Of the deaths captured by the SSDMF, 59.8 and 68.5% were captured by NDI and WVDMF, respectively; for deaths captured by NDI this co-capture rate was 80 and 78%, respectively, for the SSDMF and WVDMF. Kappa statistics were strongest for NDI and WVDMF (61.2%) and NDI and SSDMF (60.6%) and weakest for SSDMF and WVDMF (27.9%). Of deaths recorded in Epic, 84.3, 85.5, and 84.4% were captured by SSDMF, NDI, and WVDMF, respectively. Less than 2% of patients' deaths recorded in Epic were not found in any of the death registries.

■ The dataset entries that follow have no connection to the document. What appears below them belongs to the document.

//! Tests for the ticket service role policy and orderings.

use chrono::{DateTime, Duration, TimeZone, Utc};
use mockable::Clock;
use rstest::{fixture, rstest};

use super::*;
use crate::domain::ports::{MockTicketRepository, MockUserRepository};
use crate::domain::{
    Category, Classification, EmailAddress, ErrorCode, KeywordClassifier, PasswordHash,
    TicketDescription, TicketTitle, User, UserId, UserName,
};

struct FixtureClock {
    utc_now: DateTime<Utc>,
}

impl Clock for FixtureClock {
    fn local(&self) -> DateTime<chrono::Local> {
        self.utc_now.with_timezone(&chrono::Local)
    }

    fn utc(&self) -> DateTime<Utc> {
        self.utc_now
    }
}

fn now() -> DateTime<Utc> {
    Utc.with_ymd_and_hms(2026, 3, 4, 8, 0, 0)
        .single()
        .expect("valid fixture time")
}

#[fixture]
fn citizen() -> User {
    User::new(
        UserId::new("44444444-4444-4444-8444-444444444444").expect("fixture UUID"),
        UserName::new("Ana").expect("valid"),
        EmailAddress::new("ana@municipio.cl").expect("valid"),
        PasswordHash::from_encoded("unused"),
        Role::Citizen,
        now(),
    )
}

fn identity(user: &User) -> Identity {
    Identity {
        user_id: *user.id(),
        role: user.role(),
    }
}

fn operator() -> Identity {
    Identity {
        user_id: UserId::random(),
        role: Role::Operator,
    }
}

fn ticket(reporter: &User, category: Category, created_at: DateTime<Utc>) -> Ticket {
    Ticket::open(
        TicketId::random(),
        NewTicket {
            title: TicketTitle::new("Incidente").expect("valid"),
            description: TicketDescription::new("sample incident").expect("valid"),
            classification: Classification {
                category,
                priority: category.base_priority(),
            },
            reporter: *reporter.id(),
            reporter_name: reporter.name().clone(),
            reporter_email: reporter.email().clone(),
        },
        created_at,
    )
}

fn service(
    tickets: MockTicketRepository,
    users: MockUserRepository,
) -> TicketServiceImpl<MockTicketRepository, MockUserRepository> {
    let store = TicketStore::new(Arc::new(tickets), Arc::new(FixtureClock { utc_now: now() }));
    TicketServiceImpl::new(store, Arc::new(users), Arc::new(KeywordClassifier))
}

fn create_request(text: &str, hint: Option<&str>) -> CreateTicketRequest {
    CreateTicketRequest {
        title: TicketTitle::new("Reporte vecinal").expect("valid"),
        description: TicketDescription::new(text).expect("valid"),
        category_hint: hint.map(str::to_owned),
    }
}

#[rstest]
#[tokio::test]
async fn create_ticket_classifies_and_snapshots_reporter(citizen: User) {
    let mut users = MockUserRepository::new();
    let found = citizen.clone();
    users
        .expect_find_by_id()
        .times(1)
        .return_once(move |_| Ok(Some(found)));
    let mut tickets = MockTicketRepository::new();
    tickets
        .expect_insert()
        .withf(|ticket| ticket.status() == TicketStatus::Received && ticket.revision() == 1)
        .times(1)
        .return_once(|_| Ok(()));

    let created = service(tickets, users)
        .create_ticket(&identity(&citizen), create_request("Hay basura en la plaza", None))
        .await
        .expect("ticket created");

    assert_eq!(created.title().as_str(), "Reporte vecinal");
    assert_eq!(created.category(), Category::Cleaning);
    assert_eq!(created.priority().value(), 70);
    assert_eq!(created.reporter_email(), citizen.email());
    assert_eq!(created.planned_date(), now() + Duration::hours(72));
}

#[rstest]
#[tokio::test]
async fn create_ticket_honours_known_hint(citizen: User) {
    let mut users = MockUserRepository::new();
    users
        .expect_find_by_id()
        .times(1)
        .return_once(move |_| Ok(Some(citizen)));
    let mut tickets = MockTicketRepository::new();
    tickets.expect_insert().times(1).return_once(|_| Ok(()));
    let caller = Identity {
        user_id: UserId::new("44444444-4444-4444-8444-444444444444").expect("fixture UUID"),
        role: Role::Citizen,
    };

    let created = service(tickets, users)
        .create_ticket(&caller, create_request("Algo raro pasa", Some("obras sanitarias")))
        .await
        .expect("ticket created");

    assert_eq!(created.category(), Category::Sanitation);
    assert_eq!(created.area_name(), "Obras Sanitarias");
}

#[rstest]
#[tokio::test]
async fn operators_cannot_report_incidents() {
    let mut tickets = MockTicketRepository::new();
    tickets.expect_insert().never();

    let err = service(tickets, MockUserRepository::new())
        .create_ticket(&operator(), create_request("Poste caído", None))
        .await
        .expect_err("operators are refused");

    assert_eq!(err.code(), ErrorCode::Forbidden);
}

#[rstest]
#[tokio::test]
async fn citizens_cannot_list_all(citizen: User) {
    let mut tickets = MockTicketRepository::new();
    tickets.expect_list_all().never();

    let err = service(tickets, MockUserRepository::new())
        .list_all(&identity(&citizen))
        .await
        .expect_err("citizens are refused");

    assert_eq!(err.code(), ErrorCode::Forbidden);
}

#[rstest]
#[tokio::test]
async fn citizens_cannot_drive_the_lifecycle(citizen: User) {
    let svc = service(MockTicketRepository::new(), MockUserRepository::new());
    let caller = identity(&citizen);
    let id = TicketId::random();

    let assign = svc
        .assign_team(&caller, &id, TeamName::new("Cuadrilla").expect("valid"))
        .await
        .expect_err("refused");
    let advance = svc
        .advance_status(&caller, &id, TicketStatus::Assigned)
        .await
        .expect_err("refused");

    assert_eq!(assign.code(), ErrorCode::Forbidden);
    assert_eq!(advance.code(), ErrorCode::Forbidden);
}

#[rstest]
#[tokio::test]
async fn list_all_orders_by_priority_then_age(citizen: User) {
    let older_green = ticket(&citizen, Category::GreenAreas, now() - Duration::hours(2));
    let newer_green = ticket(&citizen, Category::GreenAreas, now());
    let general = ticket(&citizen, Category::GeneralAttention, now() - Duration::hours(5));
    let lighting = ticket(&citizen, Category::PublicLighting, now() - Duration::hours(1));

    let expected = vec![
        *older_green.id(),
        *newer_green.id(),
        *lighting.id(),
        *general.id(),
    ];
    let unordered = vec![general, newer_green, lighting, older_green];
    let mut tickets = MockTicketRepository::new();
    tickets
        .expect_list_all()
        .times(1)
        .return_once(move || Ok(unordered));

    let listed = service(tickets, MockUserRepository::new())
        .list_all(&operator())
        .await
        .expect("operators may list");

    let ids: Vec<_> = listed.iter().map(|ticket| *ticket.id()).collect();
    assert_eq!(ids, expected);
}

#[rstest]
#[tokio::test]
async fn list_mine_is_newest_first(citizen: User) {
    let first = ticket(&citizen, Category::Cleaning, now() - Duration::days(2));
    let second = ticket(&citizen, Category::Cleaning, now() - Duration::days(1));
    let expected = vec![*second.id(), *first.id()];
    let mut tickets = MockTicketRepository::new();
    tickets
        .expect_list_by_reporter()
        .times(1)
        .return_once(move |_| Ok(vec![first, second]));

    let listed = service(tickets, MockUserRepository::new())
        .list_mine(&identity(&citizen))
        .await
        .expect("own listing");

    let ids: Vec<_> = listed.iter().map(|ticket| *ticket.id()).collect();
    assert_eq!(ids, expected);
}

#[rstest]
#[tokio::test]
async fn operator_assignment_moves_ticket_to_assigned(citizen: User) {
    let stored = ticket(&citizen, Category::Infrastructure, now());
    let id = *stored.id();
    let mut tickets = MockTicketRepository::new();
    tickets
        .expect_find_by_id()
        .times(1)
        .return_once(move |_| Ok(Some(stored)));
    tickets.expect_update().times(1).return_once(|_, _| Ok(()));

    let updated = service(tickets, MockUserRepository::new())
        .assign_team(&operator(), &id, TeamName::new("Pavimentos").expect("valid"))
        .await
        .expect("assignment persisted");

    assert_eq!(updated.status(), TicketStatus::Assigned);
    assert_eq!(updated.assigned_team().map(TeamName::as_str), Some("Pavimentos"));
}

#[rstest]
#[tokio::test]
async fn operators_cannot_attach_evidence(citizen: User) {
    let stored = ticket(&citizen, Category::Infrastructure, now());
    let id = *stored.id();
    let mut tickets = MockTicketRepository::new();
    tickets
        .expect_find_by_id()
        .times(1)
        .return_once(move |_| Ok(Some(stored)));
    tickets.expect_update().never();

    let err = service(tickets, MockUserRepository::new())
        .add_evidence(
            &operator(),
            &id,
            EvidenceDraft::try_new("https://img.example/1.jpg", None).expect("valid"),
        )
        .await
        .expect_err("only the reporter may attach evidence");

    assert_eq!(err.code(), ErrorCode::Forbidden);
}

Finally, approximately 0.2% of "decedents" in any death registry re-emerged in Epic at least 6 months after their death date, a very small percentage and thus further validating the linkages.
NDI had greatest validity in capturing deaths in our EHR. As a similar, though slightly less capture and agreement rate in identifying deaths is observed for SSDMF and state vital statistics records, these registries may be reasonable alternatives to NDI for research and quality assurance studies utilizing entire EHRs from large hospital systems. Investigators should also be aware that there will be a very tiny fraction of "dead" patients re-emerging in the EHR.

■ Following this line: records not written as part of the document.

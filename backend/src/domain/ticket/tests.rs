//! Regression coverage for the ticket aggregate.

use super::*;
use crate::domain::classifier::{IncidentClassifier, KeywordClassifier};
use chrono::TimeZone;
use rstest::{fixture, rstest};

fn at(hour: u32) -> DateTime<Utc> {
    Utc.with_ymd_and_hms(2026, 3, 1, hour, 0, 0)
        .single()
        .expect("valid fixture time")
}

#[fixture]
fn reporter() -> UserId {
    UserId::new("11111111-1111-4111-8111-111111111111").expect("fixture UUID")
}

#[fixture]
fn ticket(reporter: UserId) -> Ticket {
    let description = "Poste sin luz en la esquina";
    Ticket::open(
        TicketId::random(),
        NewTicket {
            title: TicketTitle::new("Poste sin luz").expect("valid title"),
            description: TicketDescription::new(description).expect("valid description"),
            classification: KeywordClassifier.classify(description, None),
            reporter,
            reporter_name: UserName::new("Ana").expect("valid name"),
            reporter_email: EmailAddress::new("ana@municipio.cl").expect("valid email"),
        },
        at(8),
    )
}

fn evidence_for(ticket: &Ticket, uploader: UserId, created_at: DateTime<Utc>) -> Evidence {
    EvidenceDraft::try_new("https://img.example/foto.jpg", Some("foto"))
        .expect("valid draft")
        .into_evidence(EvidenceId::random(), *ticket.id(), uploader, created_at)
}

#[rstest]
fn open_sets_initial_state(ticket: Ticket) {
    assert_eq!(ticket.status(), TicketStatus::Received);
    assert_eq!(ticket.revision(), 1);
    assert_eq!(ticket.category(), Category::PublicLighting);
    assert_eq!(ticket.area_name(), "Alumbrado Público");
    assert_eq!(ticket.urgency_level(), UrgencyLevel::Medium);
    assert_eq!(ticket.planned_date(), at(8) + Duration::hours(RESOLUTION_SLA_HOURS));
    assert!(ticket.assigned_team().is_none());
    assert!(ticket.evidence().is_empty());
}

#[rstest]
fn full_lifecycle_bumps_revision_each_step(mut ticket: Ticket) {
    for (step, target) in TicketStatus::ALL.into_iter().skip(1).enumerate() {
        ticket.advance_to(target, at(9)).expect("adjacent transition");
        assert_eq!(ticket.revision(), u32::try_from(step).expect("small") + 2);
    }
    assert_eq!(ticket.status(), TicketStatus::Closed);
}

#[rstest]
#[case(TicketStatus::Received)]
#[case(TicketStatus::InProgress)]
#[case(TicketStatus::Closed)]
fn non_adjacent_transition_is_rejected_without_mutation(
    mut ticket: Ticket,
    #[case] target: TicketStatus,
) {
    let before = ticket.clone();
    let err = ticket.advance_to(target, at(9)).expect_err("must be rejected");
    assert_eq!(
        err,
        TicketMutationError::InvalidTransition {
            from: TicketStatus::Received,
            to: target
        }
    );
    assert_eq!(ticket, before);
}

#[rstest]
fn closed_ticket_is_terminal(mut ticket: Ticket) {
    for target in TicketStatus::ALL.into_iter().skip(1) {
        ticket.advance_to(target, at(9)).expect("adjacent transition");
    }
    for target in TicketStatus::ALL {
        assert!(ticket.advance_to(target, at(10)).is_err());
    }
}

#[rstest]
fn assigning_received_ticket_moves_to_assigned(mut ticket: Ticket) {
    ticket
        .assign_team(TeamName::new("Cuadrilla Norte").expect("valid team"), at(9))
        .expect("assignment allowed");
    assert_eq!(ticket.status(), TicketStatus::Assigned);
    assert_eq!(ticket.assigned_team().map(TeamName::as_str), Some("Cuadrilla Norte"));
    assert_eq!(ticket.revision(), 2);
    assert_eq!(ticket.updated_at(), at(9));
}

#[rstest]
fn reassigning_in_progress_keeps_status(mut ticket: Ticket) {
    ticket.advance_to(TicketStatus::Assigned, at(9)).expect("adjacent");
    ticket.advance_to(TicketStatus::InProgress, at(9)).expect("adjacent");
    ticket
        .assign_team(TeamName::new("Cuadrilla Sur").expect("valid team"), at(10))
        .expect("reassignment allowed");
    assert_eq!(ticket.status(), TicketStatus::InProgress);
}

#[rstest]
fn assigning_resolved_ticket_is_rejected(mut ticket: Ticket) {
    for target in [TicketStatus::Assigned, TicketStatus::InProgress, TicketStatus::Resolved] {
        ticket.advance_to(target, at(9)).expect("adjacent");
    }
    let before = ticket.clone();
    let err = ticket
        .assign_team(TeamName::new("Cuadrilla").expect("valid team"), at(10))
        .expect_err("closed window");
    assert_eq!(
        err,
        TicketMutationError::AssignmentClosed {
            status: TicketStatus::Resolved
        }
    );
    assert_eq!(ticket, before);
}

#[rstest]
fn evidence_from_reporter_is_appended_in_order(mut ticket: Ticket, reporter: UserId) {
    let late = evidence_for(&ticket, reporter, at(11));
    let early = evidence_for(&ticket, reporter, at(9));
    ticket.attach_evidence(late.clone(), at(11)).expect("reporter upload");
    ticket.attach_evidence(early.clone(), at(12)).expect("reporter upload");
    assert_eq!(ticket.evidence(), &[early, late]);
    assert_eq!(ticket.revision(), 3);
}

#[rstest]
fn evidence_from_stranger_is_rejected(mut ticket: Ticket) {
    let item = evidence_for(&ticket, UserId::random(), at(9));
    assert_eq!(
        ticket.attach_evidence(item, at(9)),
        Err(TicketMutationError::NotReporter)
    );
    assert!(ticket.evidence().is_empty());
}

#[rstest]
fn evidence_for_other_ticket_is_rejected(mut ticket: Ticket, reporter: UserId) {
    let item = EvidenceDraft::try_new("data:image/png;base64,AAAA", None)
        .expect("valid draft")
        .into_evidence(EvidenceId::random(), TicketId::random(), reporter, at(9));
    assert_eq!(
        ticket.attach_evidence(item, at(9)),
        Err(TicketMutationError::ForeignEvidence)
    );
}

fn snapshot_of(ticket: &Ticket) -> TicketSnapshot {
    TicketSnapshot {
        id: *ticket.id(),
        title: ticket.title().as_str().to_owned(),
        description: ticket.description().as_str().to_owned(),
        category: ticket.category(),
        area_name: ticket.area_name().to_owned(),
        priority: ticket.priority(),
        status: ticket.status(),
        reported_by: *ticket.reported_by(),
        reporter_name: ticket.reporter_name().as_str().to_owned(),
        reporter_email: ticket.reporter_email().as_str().to_owned(),
        assigned_team: ticket.assigned_team().map(|team| team.as_str().to_owned()),
        planned_date: ticket.planned_date(),
        created_at: ticket.created_at(),
        updated_at: ticket.updated_at(),
        revision: ticket.revision(),
        evidence: ticket.evidence().to_vec(),
    }
}

#[rstest]
fn restore_accepts_consistent_snapshot(ticket: Ticket) {
    let restored = Ticket::restore(snapshot_of(&ticket)).expect("consistent snapshot");
    assert_eq!(restored, ticket);
}

#[rstest]
fn restore_rejects_diverged_area_name(ticket: Ticket) {
    let mut snapshot = snapshot_of(&ticket);
    snapshot.area_name = "Aseo".to_owned();
    assert!(matches!(
        Ticket::restore(snapshot),
        Err(TicketValidationError::AreaMismatch { .. })
    ));
}

#[rstest]
fn restore_rejects_zero_revision(ticket: Ticket) {
    let mut snapshot = snapshot_of(&ticket);
    snapshot.revision = 0;
    assert_eq!(Ticket::restore(snapshot), Err(TicketValidationError::ZeroRevision));
}

#[rstest]
#[case("", TicketValidationError::EmptyTeam)]
#[case("  ", TicketValidationError::EmptyTeam)]
fn team_name_rejects_blank(#[case] raw: &str, #[case] expected: TicketValidationError) {
    assert_eq!(TeamName::new(raw), Err(expected));
}

#[rstest]
#[case("", TicketValidationError::EmptyTitle)]
#[case(" \t ", TicketValidationError::EmptyTitle)]
fn title_rejects_blank(#[case] raw: &str, #[case] expected: TicketValidationError) {
    assert_eq!(TicketTitle::new(raw), Err(expected));
}

#[rstest]
fn title_is_trimmed_and_bounded() {
    let title = TicketTitle::new("  Poste caído  ").expect("valid title");
    assert_eq!(title.as_str(), "Poste caído");

    let at_limit = "é".repeat(TITLE_MAX);
    assert!(TicketTitle::new(&at_limit).is_ok());
    assert_eq!(
        TicketTitle::new(format!("{at_limit}x")),
        Err(TicketValidationError::TitleTooLong { max: TITLE_MAX })
    );
}

#[rstest]
fn restore_rejects_blank_stored_title(ticket: Ticket) {
    let mut snapshot = snapshot_of(&ticket);
    snapshot.title = " ".to_owned();
    assert_eq!(Ticket::restore(snapshot), Err(TicketValidationError::EmptyTitle));
}

#[rstest]
fn description_rejects_overlong_text() {
    let raw = "x".repeat(DESCRIPTION_MAX + 1);
    assert_eq!(
        TicketDescription::new(raw),
        Err(TicketValidationError::DescriptionTooLong {
            max: DESCRIPTION_MAX
        })
    );
}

尽管电子健康记录(EHR)数据已与国家和州死亡登记处相关联,但这种关联很少针对整个医院系统的 EHR 进行验证。
本研究旨在验证西弗吉尼亚大学医学部(WVU Medicine)的 EHR 与三个外部死亡登记处的关联:社会保障死亡主文件(SSDMF)、国家死亡索引(NDI)、西弗吉尼亚州卫生与人类资源部(DHHR)。
概率匹配用于将患者与 NDI 相关联,确定性匹配用于 SSDMF 和 DHHR 生命统计记录(WVDMF)。在子分析中,我们使用 Epic 中记录的死亡事件( = 30,217)进一步验证了 SSDMF、NDI 和 WVDMF 捕获的一部分死亡事件。
在 SSDMF 捕获的死亡事件中,分别有 59.8%和 68.5%被 NDI 和 WVDMF 捕获;在 NDI 捕获的死亡事件中,分别有 80%和 78%被 SSDMF 和 WVDMF 捕获。NDI 和 WVDMF(61.2%)和 NDI 和 SSDMF(60.6%)的 Kappa 统计值最强,而 SSDMF 和 WVDMF(27.9%)的 Kappa 统计值最弱。在 Epic 中记录的死亡事件中,分别有 84.3%、85.5%和 84.4%被 SSDMF、NDI 和 WVDMF 捕获。少于 2%的 Epic 中记录的患者死亡事件在任何死亡登记处都未找到。最后,在任何死亡登记处的“死者”中,约有 0.2%的人在死亡日期至少 6 个月后再次出现在 Epic 中,这是一个非常小的比例,从而进一步验证了这些关联。
NDI 在捕获我们的 EHR 中的死亡事件方面具有最大的有效性。虽然 SSDMF 和州生命统计记录在识别死亡事件方面的捕获率和一致性略低,但这些登记处可能是大型医院系统的整个 EHR 进行研究和质量保证研究的合理替代方案。研究人员还应注意到,在 EHR 中会有一小部分“已死亡”的患者重新出现。